Say, weren’t we all just fretting over food shortages this summer?
President Biden will announce today that his administration will temporarily allow E15 gasoline — gasoline that uses a 15 percent ethanol blend that is typically banned from sale from June to September — to be sold this summer. …
Gas prices have risen dramatically in the last few months, reaching a national average price of $4.11 a gallon as of Monday, according to AAA. Though that’s down somewhat from last month’s high, it is still a considerable jump from this time last year when prices were just $2.86 a gallon.
Analysts attribute much of that increase to turbulent oil markets in the wake of Russia’s invasion of Ukraine. While the U.S. does not import much oil from Russia – and has now banned its import – it is a major global supplier.
“The President is committed to doing everything he can to address the pain Americans are feeling at the pump as a result of Putin’s Price Hike,” the White House said in a statement. “The Administration’s strategy to spur the development of homegrown biofuels is critical to expanding Americans’ options for affordable fuel in the short-term and to building real energy independence in the long-term by reducing our reliance on fossil fuels.”

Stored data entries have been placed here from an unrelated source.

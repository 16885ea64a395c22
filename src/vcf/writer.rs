use std::io::Write;

use itertools::Itertools;

use crate::errors::{Error, Result};
use crate::header::Header;
use crate::options::Options;
use crate::record::Record;
use crate::types::{Sentinels, Text, Value};
use crate::Shared;

/// Streaming VCF text encoder.
///
/// The header is emitted in its canonical (IDX-free) form on the first
/// record, or on flush/drop when no record was written.
pub struct VcfWriter<W: Write> {
    inner: W,
    header: Option<Shared<Header>>,
    wrote_header: bool,
    options: Options,
}

impl<W: Write> VcfWriter<W> {
    pub fn new(inner: W) -> Self {
        Self::with_options(inner, Options::default())
    }

    pub fn with_options(inner: W, options: Options) -> Self {
        Self {
            inner,
            header: None,
            wrote_header: false,
            options,
        }
    }

    pub fn header(&self) -> Option<&Header> {
        self.header.as_deref()
    }

    pub fn set_header(&mut self, header: Header) -> Result<Shared<Header>> {
        let header = Shared::new(header);
        self.set_shared_header(Shared::clone(&header))?;
        Ok(header)
    }

    pub fn set_shared_header(&mut self, header: Shared<Header>) -> Result<()> {
        if self.wrote_header {
            return Err(Error::format(
                "cannot replace the header after records have been written",
            ));
        }
        self.header = Some(header);
        Ok(())
    }

    pub fn write_record(&mut self, record: &Record) -> Result<()> {
        let header = Shared::clone(self.header.as_ref().ok_or_else(|| {
            Error::MissingHeader("set_header must be called before the first record".into())
        })?);
        if !self.wrote_header {
            self.write_header_bytes()?;
        }
        let line = format_record(record, header.as_ref());
        self.inner.write_all(line.as_bytes())?;
        Ok(())
    }

    pub fn flush(&mut self) -> Result<()> {
        if !self.wrote_header && self.header.is_some() {
            self.write_header_bytes()?;
        }
        self.inner.flush()?;
        Ok(())
    }

    fn write_header_bytes(&mut self) -> Result<()> {
        let header = self.header.as_ref().ok_or_else(|| {
            Error::MissingHeader("set_header must be called before the first record".into())
        })?;
        self.inner
            .write_all(header.to_plaintext_without_idx().as_bytes())?;
        self.wrote_header = true;
        Ok(())
    }

    pub fn options(&self) -> &Options {
        &self.options
    }
}

impl<W: Write> Drop for VcfWriter<W> {
    fn drop(&mut self) {
        if !std::thread::panicking() {
            let _ = self.flush();
        }
    }
}

fn text_or_dot(text: &Text) -> String {
    if text.is_empty() {
        ".".into()
    } else {
        String::from_utf8_lossy(text).into_owned()
    }
}

fn format_float(v: f32) -> String {
    if v.is_missing() {
        ".".into()
    } else {
        format!("{}", v)
    }
}

fn format_int(v: i32) -> String {
    if v.is_missing() {
        ".".into()
    } else {
        v.to_string()
    }
}

/// One value as it appears in an INFO pair or a sample column. Missing
/// values and absent vectors render as ".".
fn format_value(value: &Value) -> String {
    match value {
        Value::Char(c) => {
            if c.is_missing() {
                ".".into()
            } else {
                (*c as char).to_string()
            }
        }
        Value::Int8(_) | Value::Int16(_) | Value::Int32(_) => {
            format_int(value.integer().unwrap_or_default())
        }
        Value::Float32(v) => format_float(*v),
        Value::String(s) => text_or_dot(s),
        Value::VecInt8(_) | Value::VecInt16(_) | Value::VecInt32(_) => {
            let vs = value.integers().unwrap_or_default();
            if vs.is_empty() {
                ".".into()
            } else {
                vs.into_iter().map(format_int).join(",")
            }
        }
        Value::VecFloat32(vs) => {
            if vs.is_empty() {
                ".".into()
            } else {
                vs.iter().copied().map(format_float).join(",")
            }
        }
        Value::VecString(vs) => {
            if vs.is_empty() {
                ".".into()
            } else {
                vs.iter()
                    .map(|s| String::from_utf8_lossy(s).into_owned())
                    .join(",")
            }
        }
        Value::Flag => String::new(),
    }
}

fn format_record(record: &Record, header: &Header) -> String {
    let mut line = String::new();
    line.push_str(&record.chrom);
    line.push('\t');
    line.push_str(&record.pos.to_string());
    line.push('\t');
    line.push_str(&text_or_dot(&record.id));
    line.push('\t');
    line.push_str(&text_or_dot(&record.ref_allele));
    line.push('\t');
    if record.alt_alleles.is_empty() {
        line.push('.');
    } else {
        line.push_str(
            &record
                .alt_alleles
                .iter()
                .map(|a| String::from_utf8_lossy(a))
                .join(","),
        );
    }
    line.push('\t');
    match record.qual {
        Some(qual) => line.push_str(&format!("{}", qual)),
        None => line.push('.'),
    }
    line.push('\t');
    if record.filters.is_empty() {
        line.push('.');
    } else {
        line.push_str(&record.filters.iter().join(";"));
    }
    line.push('\t');
    if record.info.is_empty() {
        line.push('.');
    } else {
        let info = record
            .info
            .iter()
            .map(|(key, value)| match value {
                Value::Flag => key.clone(),
                _ => format!("{}={}", key, format_value(value)),
            })
            .join(";");
        line.push_str(&info);
    }
    if !record.genotypes.is_empty() {
        line.push('\t');
        line.push_str(&record.genotypes.iter().map(|(key, _)| key).join(":"));
        let n_samples = header
            .n_samples()
            .max(record.genotypes.iter().map(|(_, v)| v.len()).max().unwrap_or(0));
        for sample in 0..n_samples {
            line.push('\t');
            let column = record
                .genotypes
                .iter()
                .map(|(_, values)| match values.get(sample) {
                    Some(value) => format_value(value),
                    None => ".".into(),
                })
                .join(":");
            line.push_str(&column);
        }
    }
    line.push('\n');
    line
}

The Washington Post isn’t fooled by the fuel switcheroo. It’s a bald attempt to pre-empt what everyone expects to be a brutal indicator on inflation that will drop in the next few minutes:
The administration will do this by having the EPA issue an emergency waiver for the summer sale of E15. Typically, E15 cannot be sold in most of the country between June 1 and Sept. 15 because of air pollution rules. The White House has argued that the use of E15 can shave 10 cents off each gallon of gasoline. E15 is currently sold in 30 states at more than 2,300 gas stations, the Energy Department has said, but that is just a fraction of the more than 150,000 gas stations in the United States. …

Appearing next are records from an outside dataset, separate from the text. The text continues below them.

fn sample_ints(value: &Value) -> Result<Vec<i32>> {
    match value {
        Value::Int8(_) | Value::Int16(_) | Value::Int32(_) => {
            Ok(vec![value.integer().unwrap_or(MISSING_INT32)])
        }
        Value::VecInt8(_) | Value::VecInt16(_) | Value::VecInt32(_) => {
            Ok(value.integers().unwrap_or_default())
        }
        _ => Err(Error::format("expected integer genotype values")),
    }
}

fn sample_floats(value: &Value) -> Result<Vec<f32>> {
    match value {
        Value::Float32(v) => Ok(vec![*v]),
        Value::VecFloat32(v) => Ok(v.clone()),
        _ => Err(Error::format("expected float genotype values")),
    }
}

fn sample_text(value: &Value) -> Result<Vec<u8>> {
    match value {
        Value::Char(c) => Ok(vec![*c]),
        Value::String(s) => Ok(s.as_ref().to_vec()),
        // strings within a sample are joined by ','
        Value::VecString(vs) => Ok(vs.iter().map(|s| &s[..]).collect_vec().join(&b","[..])),
        _ => Err(Error::format("expected string genotype values")),
    }
}

/// Encode a non-GT genotype field: per-sample vectors rectangularised to
/// the per-record maximum with end-of-vector padding; samples missing from
/// the tail of the column become all-EOV rows.
fn encode_genotype_field(
    buf: &mut Vec<u8>,
    values: &[Value],
    entry: &HeaderInfo,
    n_sample: usize,
    compress: bool,
) -> Result<()> {
    if values.len() > n_sample {
        return Err(Error::format(format!(
            "genotype column has {} values but the header declares {} samples",
            values.len(),
            n_sample
        )));
    }
    match entry.kind.scalar() {
        ValueKind::Int8 | ValueKind::Int16 | ValueKind::Int32 => {
            let rows = values.iter().map(sample_ints).collect::<Result<Vec<_>>>()?;
            let width = rows.iter().map(Vec::len).max().unwrap_or(0).max(1);
            let all = rows.iter().flatten().copied().collect_vec();
            let kind = int_kind_for(&all, entry.kind, compress);
            push_type_descriptor(buf, kind, width);
            for row in &rows {
                for &v in row {
                    push_int(buf, v, kind);
                }
                let mut pad = width - row.len();
                if row.is_empty() {
                    // an absent vector starts with a missing value
                    push_int(buf, MISSING_INT32, kind);
                    pad -= 1;
                }
                for _ in 0..pad {
                    push_int(buf, END_OF_VECTOR_INT32, kind);
                }
            }
            for _ in values.len()..n_sample {
                for _ in 0..width {
                    push_int(buf, END_OF_VECTOR_INT32, kind);
                }
            }
        }
        ValueKind::Float32 => {
            let rows = values
                .iter()
                .map(sample_floats)
                .collect::<Result<Vec<_>>>()?;
            let width = rows.iter().map(Vec::len).max().unwrap_or(0).max(1);
            push_type_descriptor(buf, TypeKind::Float32, width);
            for row in &rows {
                for v in row {
                    buf.extend_from_slice(&v.to_le_bytes());
                }
                let mut pad = width - row.len();
                if row.is_empty() {
                    buf.extend_from_slice(&f32::from_bits(MISSING_FLOAT_BITS).to_le_bytes());
                    pad -= 1;
                }
                for _ in 0..pad {
                    buf.extend_from_slice(
                        &f32::from_bits(crate::types::END_OF_VECTOR_FLOAT_BITS).to_le_bytes(),
                    );
                }
            }
            for _ in values.len()..n_sample {
                for _ in 0..width {
                    buf.extend_from_slice(
                        &f32::from_bits(crate::types::END_OF_VECTOR_FLOAT_BITS).to_le_bytes(),
                    );
                }
            }
        }
        _ => {
            let rows = values.iter().map(sample_text).collect::<Result<Vec<_>>>()?;
            let width = rows.iter().map(Vec::len).max().unwrap_or(0).max(1);
            push_type_descriptor(buf, TypeKind::String, width);
            for row in &rows {
                if row.is_empty() {
                    buf.push(MISSING_CHAR);
                } else {
                    buf.extend_from_slice(row);
                }
                let written = row.len().max(1);
                buf.extend(std::iter::repeat(END_OF_VECTOR_CHAR).take(width - written));
            }
            for _ in values.len()..n_sample {
                buf.push(MISSING_CHAR);
                buf.extend(std::iter::repeat(END_OF_VECTOR_CHAR).take(width - 1));
            }
        }
    }
    Ok(())
}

The flurry of activity around gas prices will come just hours after the federal government is scheduled to release an inflation report that could show prices rising by as much as 8 percent relative to last year, despite the Biden administration’s months-long efforts to bring inflation down. High prices have emerged as a nettlesome political problem for the White House, lowering Biden’s popularity even as the United States sees a boom in job growth and economic output.
White House press secretary Jen Psaki attempted to preempt criticism over the new inflation report on Monday by blaming “Putin’s price hike.” Russia’s invasion of Ukraine ordered by President Vladimir Putin came at a time when many economists were optimistic that prices would begin to moderate, but energy and food prices have moved higher since the February invasion, given Russia’s centrality in providing those global commodities.

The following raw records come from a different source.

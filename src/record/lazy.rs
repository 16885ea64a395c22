use std::borrow::Cow;
use std::convert::TryInto;
use std::mem::size_of;
use std::ops::Range;

use crate::bcf::reshape_value;
use crate::errors::{Error, Result};
use crate::header::Header;
use crate::parser;
use crate::record::VariantRecord;
use crate::types::{Text, Value};
use crate::Shared;

const S_I16: usize = size_of::<i16>();
const S_I32: usize = size_of::<i32>();
const S_U32: usize = size_of::<u32>();
const S_F32: usize = size_of::<f32>();

const CHROM_BYTE_RANGE: Range<usize> = 0..S_I32;
const POS_BYTE_RANGE: Range<usize> = S_I32..S_I32 * 2;
const QUAL_BYTE_RANGE: Range<usize> = S_I32 * 3..S_I32 * 3 + S_F32;
const N_INFO_BYTE_RANGE: Range<usize> = S_I32 * 3 + S_F32..S_I32 * 3 + S_F32 + S_I16;
const N_ALLELE_BYTE_RANGE: Range<usize> = S_I32 * 3 + S_F32 + S_I16..S_I32 * 4 + S_F32 + S_I16;
const N_SAMPLE_N_FMT_BYTE_RANGE: Range<usize> =
    S_I32 * 3 + S_F32 + S_I16 * 2..S_I32 * 3 + S_F32 + S_I16 * 2 + S_U32;

/// A BCF record that keeps its raw shared/per-sample byte halves and
/// decodes fields on access. String accessors return views into the
/// record's own buffer; nothing is decoded up front except the byte
/// position where the allele list starts.
#[derive(Debug)]
pub struct RawBcfRecord {
    shared: Vec<u8>,
    indiv: Vec<u8>,
    header: Shared<Header>,
    allele_start_bytepos: usize,
}

impl RawBcfRecord {
    pub(crate) fn new(shared: Vec<u8>, indiv: Vec<u8>, header: Shared<Header>) -> Result<Self> {
        if shared.len() < parser::RECORD_CORE_LENGTH {
            return Err(Error::format("record core is truncated"));
        }
        // The allele list starts right after ID, which is a typed string of
        // unknown size; read it once to learn where the alleles begin.
        let after_core = &shared[parser::RECORD_CORE_LENGTH..];
        let (rest, _id) = parser::typed_string(after_core)
            .map_err(|_| Error::format("cannot read record ID"))?;
        let allele_start_bytepos = shared.len() - rest.len();
        Ok(Self {
            shared,
            indiv,
            header,
            allele_start_bytepos,
        })
    }

    pub fn header(&self) -> &Header {
        self.header.as_ref()
    }

    pub fn id(&self) -> Text<'_> {
        // validated in new()
        let (_, id) = parser::typed_string(&self.shared[parser::RECORD_CORE_LENGTH..])
            .unwrap_or((&[], &[]));
        Cow::Borrowed(id)
    }

    fn i32_at(&self, range: Range<usize>) -> i32 {
        i32::from_le_bytes(self.shared[range].try_into().unwrap_or([0; 4]))
    }

    fn n_alleles(&self) -> usize {
        let bytes = &self.shared[N_ALLELE_BYTE_RANGE];
        u16::from_le_bytes(bytes.try_into().unwrap_or([0; 2])) as usize
    }

    fn n_info(&self) -> usize {
        let bytes = &self.shared[N_INFO_BYTE_RANGE];
        u16::from_le_bytes(bytes.try_into().unwrap_or([0; 2])) as usize
    }

    fn n_fmt_n_sample(&self) -> (usize, usize) {
        let bytes: [u8; 4] = self.shared[N_SAMPLE_N_FMT_BYTE_RANGE]
            .try_into()
            .unwrap_or([0; 4]);
        let n_sample = u32::from_le_bytes([bytes[0], bytes[1], bytes[2], 0]);
        (bytes[3] as usize, n_sample as usize)
    }

    /// All alleles (REF first) plus the byte position right behind them.
    fn alleles(&self) -> Option<(Vec<&[u8]>, usize)> {
        let n_allele = self.n_alleles();
        let mut input = &self.shared[self.allele_start_bytepos..];
        let mut alleles = Vec::with_capacity(n_allele);
        for _ in 0..n_allele {
            let (rest, allele) = parser::typed_string(input).ok()?;
            input = rest;
            alleles.push(allele);
        }
        Some((alleles, self.shared.len() - input.len()))
    }
}

impl VariantRecord for RawBcfRecord {
    fn chrom(&self) -> &str {
        let idx = self.i32_at(CHROM_BYTE_RANGE);
        self.header.contig_for_idx(idx).unwrap_or("")
    }

    fn pos(&self) -> u32 {
        // stored 0-based on disk
        (self.i32_at(POS_BYTE_RANGE) + 1) as u32
    }

    fn ref_allele(&self) -> Text<'_> {
        let (_, allele) = parser::typed_string(&self.shared[self.allele_start_bytepos..])
            .unwrap_or((&[], &[]));
        Cow::Borrowed(allele)
    }

    fn alt_alleles(&self) -> Vec<Text<'_>> {
        match self.alleles() {
            Some((alleles, _)) if alleles.len() > 1 => {
                alleles[1..].iter().copied().map(Cow::Borrowed).collect()
            }
            _ => vec![],
        }
    }

    fn qual(&self) -> Option<f32> {
        let bytes = &self.shared[QUAL_BYTE_RANGE];
        let qual = f32::from_le_bytes(bytes.try_into().unwrap_or([0; 4]));
        if qual.is_nan() {
            None
        } else {
            Some(qual)
        }
    }

    fn filters(&self) -> Vec<&str> {
        let byte_pos = match self.alleles() {
            Some((_, byte_pos)) => byte_pos,
            None => return vec![],
        };
        let filter_ids = match parser::typed_ints(&self.shared[byte_pos..]) {
            Ok((_, ids)) => ids,
            Err(_) => return vec![],
        };
        filter_ids
            .iter()
            .filter_map(|&idx| self.header.id_for_idx(idx))
            .collect()
    }

    fn info(&self, tag: &[u8]) -> Option<Value<'_>> {
        // reading lazily requires skipping the alleles and filters, since
        // both have unknown size
        let (_, byte_pos) = self.alleles()?;
        let (mut input, _filters) = parser::typed_ints(&self.shared[byte_pos..]).ok()?;

        let entry = self
            .header
            .infos
            .get(std::str::from_utf8(tag).ok()?)?;
        for _ in 0..self.n_info() {
            let (rest, (idx, _td, value)) = parser::info_entry(input).ok()?;
            input = rest;
            if idx == entry.idx {
                return Some(reshape_value(value, entry.kind));
            }
        }
        None
    }

    fn format(&self, tag: &[u8]) -> Option<Vec<Value<'_>>> {
        if self.indiv.is_empty() {
            return None;
        }
        let (n_fmt, n_sample) = self.n_fmt_n_sample();
        let tag = std::str::from_utf8(tag).ok()?;
        let entry = self.header.formats.get(tag)?;

        let mut input = &self.indiv[..];
        for _ in 0..n_fmt {
            let (rest, (idx, td)) = parser::format_entry_header(input).ok()?;
            if idx != entry.idx {
                // fixed element widths allow skipping without decoding
                let skip = td.num_elements * td.kind.size_of() * n_sample;
                input = rest.get(skip..)?;
                continue;
            }
            let (_, values) = parser::sample_values(&td, n_sample, rest).ok()?;
            return if tag == "GT" {
                values
                    .into_iter()
                    .map(|v| {
                        v.integers()
                            .map(|alleles| Value::String(Cow::Owned(parser::gt_text(&alleles))))
                    })
                    .collect()
            } else {
                Some(
                    values
                        .into_iter()
                        .map(|v| reshape_value(v, entry.kind))
                        .collect(),
                )
            };
        }
        None
    }
}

Ah yes, food prices. Ukraine and Russia grow a significant amount of the world’s grain, mainly wheat, and the impact of the war will likely lead to shortages in Europe and around the world. The US produces enough wheat for self-sufficiency, but the prices are commoditized globally, so we can expect higher prices too. Plus we will have lots of pressure to fill the gap left over by Russia’s war, which means that we will have enough but not exactly plenty.
And so Biden’s plan on inflation and high gas prices is to literally stick more of our food into gas tanks rather than on dinner plates. In fact, it’s counterproductive on its face as ethanol has less efficiency than gasoline for internal-combustion engines, which is one reason why the Clean Air Act prohibition on summer sales exists in the first place. (There are all sorts of issues with ozone and evaporation, too.) People will have to go to the pump more often on E15 than they would on regular gasoline. That increased demand will force prices up, likely eliminating any cost benefit to consumers sooner rather than later.
It’s yet another example of Biden being the most reactive and least strategic president we’ve seen in our lifetimes. Biden and his team have no solutions, but only a series of gimmicks that fail right out of the chute. Why not just drill for more oil and expand our refining capabilities to actually solve the supply issues for gasoline and lower prices organically? This White House is willing to try anything except what actually works when it comes to any crisis.
Update: My comments got some pushback on social media, with at least one person noting that “human corn” makes up a small percentage of our crop. That’s not actually true; the biggest use of corn in the US is for livestock feed, and livestock are a major source of “human” food. More goes into food additives, especially high fructose corn syrup also found in a variety of “human” food. As the USDA notes, corn demand is already so high (based on “human” demand) that it squeezes out other crops that might be more beneficial in the long run, like soybeans. Using more of it for gas tanks will make that situation even worse, drive up food costs, and make shortages of other grains more acutely felt.